On The Feet Of Woodpeckers

Right. I am going on holiday now. Well, on Monday anyway.

This week has been unnecessarily frantic involving much rushing about trying to tie in all the flapping ends of my life. I have probably failed but as from Monday, it is too late.

Important facts which I would like to share with you before I go:

By the time we get back the Spring will have properly begun: this is a good thing although I will miss the fading of the Snowdrops. These are in a client’s garden and are due for major dividing and spreading around. This will be miraculously accomplished in my absence by elves. Those same elves will also prepare some beds and finish the vegetable garden before moving on elsewhere to build a greenhouse foundation. They will also build two sets of magnificent steps, seed three fields, build a pond and many yards of fencing.

Robert Peston has a really annoying tone of voice and poor taste in neckwear.

I have a very spiffy new Blog courtesy of the nice people at Crocus. You can see it here. I have preloaded it so, even when I am away, it will continue to lob out something every Tuesday. There is a wistful photograph of me communing with the natural world.

I have placed an extravagant number of largish trees this week: by the time I get back they will all have been planted. The elves again. The biggest one is nine metres high which is probably the biggest tree I have ever planted: that one will wait until I get back because moving that a couple of feet to the left after the event will make me very unpopular indeed.

This week I have been to Nottingham and found it wanting: except for the trams which were shiny and exciting. I especially admired the way that they showed no weakness when somebody with one of the largest velour covered bottoms I have ever seen climbed on board. The suspension did not even quiver which always inspires confidence.(i)

This week I have wandered through an awful lot of mud in various parts of the country. This is probably the best. With luck more elves will have made this a bit better as well by the time I get back. Just beyond that rather besieged looking Cedar we are building a Ha-Ha so hopefully some of that chalky clay will disappear.

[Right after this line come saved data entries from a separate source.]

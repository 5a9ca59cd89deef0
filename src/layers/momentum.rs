// =============================================================================
// Momentum Layer
// =============================================================================
//
// RSI(14) band and MACD histogram direction, blended 50 / 50.
//
//   RSI   60-70 75 (strong), > 70 55 (overbought), < 30 70 (oversold
//         bounce), > 40 60, otherwise 50
//   MACD  histogram positive and rising 80, positive 65, negative and
//         falling 25, otherwise 45
//
// `institutional_momentum` is the single-number variant that reads RSI
// together with the sign of the histogram.

use crate::types::SignalKind;

use super::{AnalysisContext, Component, LayerKind, LayerResult};

pub fn analyze_momentum(ctx: &AnalysisContext<'_>) -> LayerResult {
    let rsi = rsi_component(ctx);
    let macd = macd_component(ctx);
    let score = (rsi.value * 0.5 + macd.value * 0.5).round();
    LayerResult::new(LayerKind::Momentum, score, vec![rsi, macd])
}

fn rsi_component(ctx: &AnalysisContext<'_>) -> Component {
    let name = "RSI (14)";
    let Some(rsi) = ctx.rsi() else {
        return Component::unavailable(name, "RSI");
    };

    let (value, signal, note) = if rsi > 60.0 && rsi < 70.0 {
        (75.0, SignalKind::Bullish, ", strong momentum")
    } else if rsi > 70.0 {
        (55.0, SignalKind::Neutral, ", overbought")
    } else if rsi < 30.0 {
        (70.0, SignalKind::Bullish, ", oversold bounce potential")
    } else if rsi > 40.0 {
        (60.0, SignalKind::Neutral, ", neutral momentum")
    } else {
        (50.0, SignalKind::Neutral, "")
    };

    Component::new(name, value, signal, format!("RSI at {rsi:.1}{note}"))
}

fn macd_component(ctx: &AnalysisContext<'_>) -> Component {
    let name = "MACD Histogram";
    let Some((prev, cur)) = ctx.macd.histogram_pair() else {
        return Component::unavailable(name, "MACD");
    };

    if cur > 0.0 && cur > prev {
        Component::new(name, 80.0, SignalKind::Bullish, "Positive and expanding")
    } else if cur > 0.0 {
        Component::new(name, 65.0, SignalKind::Bullish, "Positive but weakening")
    } else if cur < 0.0 && cur < prev {
        Component::new(name, 25.0, SignalKind::Bearish, "Negative and expanding")
    } else {
        Component::new(name, 45.0, SignalKind::Neutral, "Negative but improving")
    }
}

/// RSI 60-70 with a positive histogram 80, RSI > 50 with a positive
/// histogram 65, RSI < 30 70, RSI > 70 45, otherwise 50.
pub fn institutional_momentum(rsi: f64, histogram: f64) -> f64 {
    if rsi > 60.0 && rsi < 70.0 && histogram > 0.0 {
        80.0
    } else if rsi > 50.0 && histogram > 0.0 {
        65.0
    } else if rsi < 30.0 {
        70.0
    } else if rsi > 70.0 {
        45.0
    } else {
        50.0
    }
}

// =============================================================================
// Unit Tests
// =============================================================================
#[cfg(test)]
mod tests {
    use super::*;
    use crate::market_data::fixtures;

    #[test]
    fn flat_series_rsi_is_50() {
        let bars = fixtures::flat(60, 100.0);
        let ctx = AnalysisContext::new(&bars);
        let m = analyze_momentum(&ctx);
        let rsi = m.component("RSI (14)").unwrap();
        assert_eq!(rsi.description, "RSI at 50.0, neutral momentum");
        assert_eq!(rsi.value, 60.0);
        // Zero histogram falls through to the last MACD branch.
        assert_eq!(m.component("MACD Histogram").unwrap().value, 45.0);
        assert_eq!(m.score, 53.0);
    }

    #[test]
    fn pure_uptrend_is_overbought() {
        let bars = fixtures::rising(100, 100.0, 1.0);
        let ctx = AnalysisContext::new(&bars);
        let m = analyze_momentum(&ctx);
        assert_eq!(m.component("RSI (14)").unwrap().value, 55.0);
    }

    #[test]
    fn pure_downtrend_is_oversold() {
        let bars = fixtures::falling(100, 300.0, 1.0);
        let ctx = AnalysisContext::new(&bars);
        let m = analyze_momentum(&ctx);
        let rsi = m.component("RSI (14)").unwrap();
        assert_eq!(rsi.value, 70.0);
        assert!(rsi.description.ends_with("oversold bounce potential"));
    }

    #[test]
    fn short_history_is_neutral() {
        let bars = fixtures::rising(10, 100.0, 1.0);
        let ctx = AnalysisContext::new(&bars);
        let m = analyze_momentum(&ctx);
        assert_eq!(m.score, 50.0);
    }

    #[test]
    fn institutional_momentum_table() {
        assert_eq!(institutional_momentum(65.0, 0.5), 80.0);
        assert_eq!(institutional_momentum(55.0, 0.5), 65.0);
        assert_eq!(institutional_momentum(65.0, -0.5), 50.0);
        assert_eq!(institutional_momentum(25.0, -0.5), 70.0);
        assert_eq!(institutional_momentum(75.0, 0.5), 45.0);
    }
}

The BBC continuity announcer on Sunday said “and now the reason for getting HD”. The programme of which he spoke was the Antiques Roadshow and, much as I find myself fancying Fiona Bruce, I just cannot quite see the connection. If I had invented HD then I would be a little depressed that this was deemed to be the pinnacle of my achievement.

The Bath Gardening School is a new venture by Emma Bond. I have the honour of being the inaugural lecturer  on April 2nd. A Saturday. I will drivel on for a bit about the joys and challenges of gardening in the countryside. If you feel the need for a day’s diversion then please book yourself a ticket. It will be jolly and, if you ask nicely, I will juggle while tap dancing.

Blogs that play music to you without asking are really annoying. You then have to scrabble around trying to find the off button: once one realises that there is strange music coming from somewhere close by.

We were told that it was a good idea to take some stuff called Spirolina before going away. This was appalling advice. Not only does it taste like pond sludge but, on further examination of the jar, it actually is pond sludge. To think that I paid twelve pounds for it as well. I could have gone out and licked some paving for free.

Thursday was a fantastic day. Warm sunny, clear skies and the sound of things stretching and growing. I spent almost all of it outside playing with trees.

Hooray for Elves.

The picture is of emerging Spring.

I am listening to This Door Swings Both Ways by Herman’s Hermits. Innocent days.

(i) We went there to watch Rory Kinnear do Hamlet. And very impressive it was too. I never cease to be amazed how plays written four hundred years ago are still captivating. Even though we have all seen them before and know exactly what is going to happen. Without wishing to spoil it for anybody: all Shakespearian tragedies end badly. Just so you know.

The clue is probably in the word Tragedy. Shakespeare was quite good at this but, obviously, the final words have to remain with legend that was Steps (improving on the pioneering work of the Bee Gees) . Never a truer word than “When the feeling’s gone and you can’t go on, It is tragedy”  likewise “when you lose control and you’ve got no soul” that too is Tragedy.  No wonder Hamlet is so miserable.